- The paper introduces a Faithful Group Shapley Value (FGSV) that overcomes strategic subgroup manipulation and provides fair group data valuation.
- It presents a fast approximation algorithm leveraging dominant terms to ensure computational efficiency and accuracy in valuation metrics.
- The approach is validated through applications in copyright attribution in generative AI and explainable AI for stable and consistent interpretations.
Faithful Group Shapley Value: A Detailed Analysis
Overview
This paper introduces the Faithful Group Shapley Value (FGSV) to address vulnerabilities in existing group data valuation methods, particularly the susceptibility to shell company attacks. By refining the foundational cooperative game theory-based Shapley value, this research proposes a novel framework that maintains fair compensation even when groups engage in strategic splitting. The authors present both theoretical insights and a computationally efficient approximation algorithm that ensures faithful group-level valuation.
Motivation and Problem Statement
The Shapley value is a pivotal concept for data valuation, providing fair compensation by evaluating individual data contributions to machine learning models. While individual-level Shapley values are powerful, group-level evaluations are more practical in scenarios where data is contributed in batches, such as data marketplaces or collaborative intelligence.
Existing group-level extensions of the Shapley value, such as Group Shapley Value (GSV), fail under strategic manipulation, notably the shell company attack. In this attack, groups unjustly inflate valuations by dividing data into smaller subgroups, thereby altering the fairness of valuations. FGSV is introduced to counter this drawback by ensuring valuations remain consistent regardless of group partitioning.
Figure 1: Performance comparison in the SOU game. Top: Our method (FGSV) achieves the lowest AUCC across all problem sizes. Bottom: Our method costs the lowest runtime per iteration.
The Faithful Group Shapley Value
Theoretical Foundation
FGSV is built upon a set of axioms designed for faithful group data valuation, which includes symmetry, linearity, efficiency, and a newly proposed faithfulness axiom. This faithfulness axiom ensures that the total value of a dataset does not change due to arbitrary subdivision of other groups.

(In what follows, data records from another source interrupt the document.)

//! Token service: issuance, validation, revocation and listing of opaque
//! bearer tokens.
//!
//! A raw token is `osduth_` + base58(sha256(32 random bytes)). Only the
//! lowercase-hex sha256 of the raw token is stored; lookup is by hash and
//! never by plaintext comparison.

use chrono::{DateTime, Utc};
use rand::RngCore;
use sha2::{Digest, Sha256};
use sqlx::SqlitePool;

use crate::auth::ip::canonicalize_ips;
use crate::domain::{Feature, IssuedToken, Token, UserStatus, ValidatedToken};
use crate::infra::{FeatureRegistry, GatewayError, IdentityStore, Result};

/// Prefix carried by every raw token.
pub const TOKEN_PREFIX: &str = "osduth_";

#[derive(Clone)]
pub struct TokenStore {
    pool: SqlitePool,
    identity: IdentityStore,
    features: FeatureRegistry,
}

#[derive(sqlx::FromRow)]
struct TokenRow {
    id: i64,
    user_id: i64,
    token_hash: String,
    label: String,
    admin_created: bool,
    expires_at: Option<DateTime<Utc>>,
    revoked_at: Option<DateTime<Utc>>,
    created_at: DateTime<Utc>,
}

impl TokenRow {
    fn into_token(self) -> Token {
        Token {
            id: self.id,
            user_id: self.user_id,
            token_hash: self.token_hash,
            label: self.label,
            admin_created: self.admin_created,
            expires_at: self.expires_at,
            revoked_at: self.revoked_at,
            created_at: self.created_at,
            features: Vec::new(),
            allowed_ips: Vec::new(),
        }
    }
}

/// Hashes a raw token for storage and lookup.
pub fn hash_token(raw: &str) -> String {
    hex::encode(Sha256::digest(raw.as_bytes()))
}

/// Generates a raw token and its storage hash.
fn generate_token() -> (String, String) {
    let mut random = [0u8; 32];
    rand::thread_rng().fill_bytes(&mut random);

    let body = bs58::encode(Sha256::digest(random)).into_string();
    let raw = format!("{TOKEN_PREFIX}{body}");
    let hash = hash_token(&raw);
    (raw, hash)
}

impl TokenStore {
    pub fn new(pool: SqlitePool, identity: IdentityStore, features: FeatureRegistry) -> Self {
        Self {
            pool,
            identity,
            features,
        }
    }

    /// Issues a token on behalf of a user. Enforces the per-user token ceiling
    /// and rejects admin-only features.
    pub async fn create_user_token(
        &self,
        user_id: i64,
        label: &str,
        feature_slugs: &[String],
        allowed_ips: &[String],
        expires_at: Option<DateTime<Utc>>,
    ) -> Result<IssuedToken> {
        let label = label.trim();
        if label.is_empty() {
            return Err(GatewayError::LabelRequired);
        }

        let user = self
            .identity
            .user_by_id(user_id)
            .await?
            .ok_or(GatewayError::UserNotFound)?;

        let count = self.identity.user_token_count(user_id).await?;
        if count >= user.max_tokens {
            return Err(GatewayError::TokenQuotaExhausted(user.max_tokens));
        }

        let features = self.resolve_features(feature_slugs).await?;
        for feature in &features {
            if feature.admin_only {
                return Err(GatewayError::FeatureAdminOnly(feature.slug.clone()));
            }
        }

        let allowed_ips = canonicalize_ips(allowed_ips)?;
        self.insert_token(user_id, label, false, expires_at, features, allowed_ips)
            .await
    }

    /// Admin issuance: no quota ceiling, admin-only features allowed.
    pub async fn create_admin_token(
        &self,
        user_id: i64,
        label: &str,
        feature_slugs: &[String],
        allowed_ips: &[String],
        expires_at: Option<DateTime<Utc>>,
    ) -> Result<IssuedToken> {
        let label = label.trim();
        if label.is_empty() {
            return Err(GatewayError::LabelRequired);
        }

        self.identity
            .user_by_id(user_id)
            .await?
            .ok_or(GatewayError::UserNotFound)?;

        let features = self.resolve_features(feature_slugs).await?;
        let allowed_ips = canonicalize_ips(allowed_ips)?;
        self.insert_token(user_id, label, true, expires_at, features, allowed_ips)
            .await
    }

    async fn resolve_features(&self, slugs: &[String]) -> Result<Vec<Feature>> {
        if slugs.is_empty() {
            return Err(GatewayError::FeatureRequired);
        }
        let features = self.features.by_slugs(slugs).await?;
        if features.is_empty() {
            return Err(GatewayError::FeatureRequired);
        }
        if features.len() != slugs.len() {
            return Err(GatewayError::FeatureUnknown);
        }
        Ok(features)
    }

    /// Token row, scope rows and IP rows land in one transaction.
    async fn insert_token(
        &self,
        user_id: i64,
        label: &str,
        admin_created: bool,
        expires_at: Option<DateTime<Utc>>,
        features: Vec<Feature>,
        allowed_ips: Vec<String>,
    ) -> Result<IssuedToken> {
        let (raw_token, token_hash) = generate_token();
        let created_at = Utc::now();

        let mut tx = self.pool.begin().await?;

        let result = sqlx::query(
            "INSERT INTO tokens (user_id, token_hash, label, admin_created, expires_at, created_at)
             VALUES (?, ?, ?, ?, ?, ?)",
        )
        .bind(user_id)
        .bind(&token_hash)
        .bind(label)
        .bind(admin_created)
        .bind(expires_at)
        .bind(created_at)
        .execute(&mut *tx)
        .await?;
        let token_id = result.last_insert_rowid();

        for feature in &features {
            sqlx::query("INSERT INTO token_features (token_id, feature_id) VALUES (?, ?)")
                .bind(token_id)
                .bind(feature.id)
                .execute(&mut *tx)
                .await?;
        }
        for ip in &allowed_ips {
            sqlx::query("INSERT INTO token_allowed_ips (token_id, ip_address) VALUES (?, ?)")
                .bind(token_id)
                .bind(ip)
                .execute(&mut *tx)
                .await?;
        }

        tx.commit().await?;

        Ok(IssuedToken {
            token: Token {
                id: token_id,
                user_id,
                token_hash,
                label: label.to_string(),
                admin_created,
                expires_at,
                revoked_at: None,
                created_at,
                features,
                allowed_ips,
            },
            raw_token,
        })
    }

    /// Validates a presented raw token and loads everything the gatekeeper
    /// needs to authorize the request.
    pub async fn validate(&self, raw_token: &str) -> Result<ValidatedToken> {
        if !raw_token.starts_with(TOKEN_PREFIX) {
            return Err(GatewayError::TokenFormatInvalid);
        }

        let token_hash = hash_token(raw_token);
        let row = sqlx::query_as::<_, TokenRow>(
            "SELECT id, user_id, token_hash, label, admin_created, expires_at, revoked_at, created_at
             FROM tokens WHERE token_hash = ?",
        )
        .bind(&token_hash)
        .fetch_optional(&self.pool)
        .await?
        .ok_or(GatewayError::TokenUnknown)?;

        let token = row.into_token();

        if token.revoked_at.is_some() {
            return Err(GatewayError::TokenRevoked);
        }
        if let Some(expires_at) = token.expires_at {
            if expires_at < Utc::now() {
                return Err(GatewayError::TokenExpired);
            }
        }

        let user = self
            .identity
            .user_by_id(token.user_id)
            .await?
            .ok_or(GatewayError::UserNotFound)?;
        if user.status != UserStatus::Active {
            return Err(GatewayError::UserNotActive(user.status));
        }

        let feature_ids = self.token_feature_ids(token.id).await?;
        let allowed_ips = self.token_allowed_ips(token.id).await?;

        Ok(ValidatedToken {
            token,
            user,
            feature_ids,
            allowed_ips,
        })
    }

    async fn token_feature_ids(&self, token_id: i64) -> Result<Vec<i64>> {
        let rows: Vec<(i64,)> =
            sqlx::query_as("SELECT feature_id FROM token_features WHERE token_id = ?")
                .bind(token_id)
                .fetch_all(&self.pool)
                .await?;
        Ok(rows.into_iter().map(|(id,)| id).collect())
    }

    async fn token_allowed_ips(&self, token_id: i64) -> Result<Vec<String>> {
        let rows: Vec<(String,)> =
            sqlx::query_as("SELECT ip_address FROM token_allowed_ips WHERE token_id = ?")
                .bind(token_id)
                .fetch_all(&self.pool)
                .await?;
        Ok(rows.into_iter().map(|(ip,)| ip).collect())
    }

    /// All tokens of a user, with scopes and pins joined. Hashes and raw
    /// values stay out of the result by construction of `Token`'s serde.
    pub async fn list_for_user(&self, user_id: i64) -> Result<Vec<Token>> {
        let rows = sqlx::query_as::<_, TokenRow>(
            "SELECT id, user_id, token_hash, label, admin_created, expires_at, revoked_at, created_at
             FROM tokens WHERE user_id = ? ORDER BY created_at DESC",
        )
        .bind(user_id)
        .fetch_all(&self.pool)
        .await?;

        let mut tokens = Vec::with_capacity(rows.len());
        for row in rows {
            tokens.push(self.attach_associations(row.into_token()).await?);
        }
        Ok(tokens)
    }

    pub async fn by_id(&self, token_id: i64) -> Result<Option<Token>> {
        let row = sqlx::query_as::<_, TokenRow>(
            "SELECT id, user_id, token_hash, label, admin_created, expires_at, revoked_at, created_at
             FROM tokens WHERE id = ?",
        )
        .bind(token_id)
        .fetch_optional(&self.pool)
        .await?;

        match row {
            Some(row) => Ok(Some(self.attach_associations(row.into_token()).await?)),
            None => Ok(None),
        }
    }

    async fn attach_associations(&self, mut token: Token) -> Result<Token> {
        let feature_ids = self.token_feature_ids(token.id).await?;
        token.features = self.features.by_ids(&feature_ids).await?;
        token.allowed_ips = self.token_allowed_ips(token.id).await?;
        Ok(token)
    }

    /// Revokes a token owned by `user_id`. A revocation that matches no live
    /// row (wrong owner, unknown id, already revoked) reports as such.
    pub async fn revoke(&self, token_id: i64, user_id: i64) -> Result<()> {
        let result = sqlx::query(
            "UPDATE tokens SET revoked_at = ? WHERE id = ? AND user_id = ? AND revoked_at IS NULL",
        )
        .bind(Utc::now())
        .bind(token_id)
        .bind(user_id)
        .execute(&self.pool)
        .await?;

        if result.rows_affected() == 0 {
            return Err(GatewayError::TokenNotFoundOrRevoked);
        }
        Ok(())
    }

    /// Admin revocation: no owner check.
    pub async fn admin_revoke(&self, token_id: i64) -> Result<()> {
        let result =
            sqlx::query("UPDATE tokens SET revoked_at = ? WHERE id = ? AND revoked_at IS NULL")
                .bind(Utc::now())
                .bind(token_id)
                .execute(&self.pool)
                .await?;

        if result.rows_affected() == 0 {
            return Err(GatewayError::TokenNotFoundOrRevoked);
        }
        Ok(())
    }
}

The FGSV's value for a group is derived by summing the individual Shapley values of its members:
FGSV(S0​):=∑i∈S0​​SV(i)
This approach uniquely satisfies all the aforementioned axioms, thus offering a robust alternative to the conventional GSV.
Algorithmic Approach
To compute FGSV, the authors propose a provably fast approximation algorithm. A key insight is that a small subset of terms dominates the FGSV formula, enabling the development of an efficient algorithm:
Figure 2: Empirical average runtime (in seconds) of U(S) evaluation as a function of subset size s=|S|. Each curve represents the mean over 50 randomly sampled subsets of size s; shaded areas indicate pm1 standard deviation.
Experimental Evaluation
Approximation and Computational Efficiency
Empirical trials on the Sum-of-Unanimity (SOU) game reveal that FGSV surpasses state-of-the-art methods in terms of computational efficiency and approximation accuracy. The SOU game, which contains closed-form individual Shapley values, serves as a benchmark for validating the efficiency of FGSV.
Practical Applications
Copyright Attribution in Generative AI
In generative AI, FGSV allows for fair copyright attribution by mitigating disproportionate value gains from shell company attacks. The paper demonstrates how FGSV maintains stable valuations even when strategic subgrouping is employed, thus ensuring equitable compensation.
Figure 3: Comparison of SRS and FSRS for copyright attribution. (a) Example images generated using brand prompts.
Explainable AI
FGSV's robustness also extends to explainable AI, where it offers consistent category-level attributions across varying group configurations. This reliability is crucial for generating stable and interpretable insights in AI applications.
Figure 4: Comparison of GSV (top row) and FGSV (bottom row) in a regression task for explainable AI. Each column aggregates category-level values for a specific variable: sex (left), age (middle), and BMI (right).
Conclusion
The FGSV emerges as a more stable and reliable method for group data valuation, addressing inherent flaws in existing models that allow manipulation through subgroup partitioning. This solution not only enhances fairness in data-driven environments but also improves computational feasibility with a scalable algorithm. As the AI landscape continues to integrate ever-larger datasets, such a fair and efficient valuation framework will be indispensable for equitable data transactions and robust model interpretation.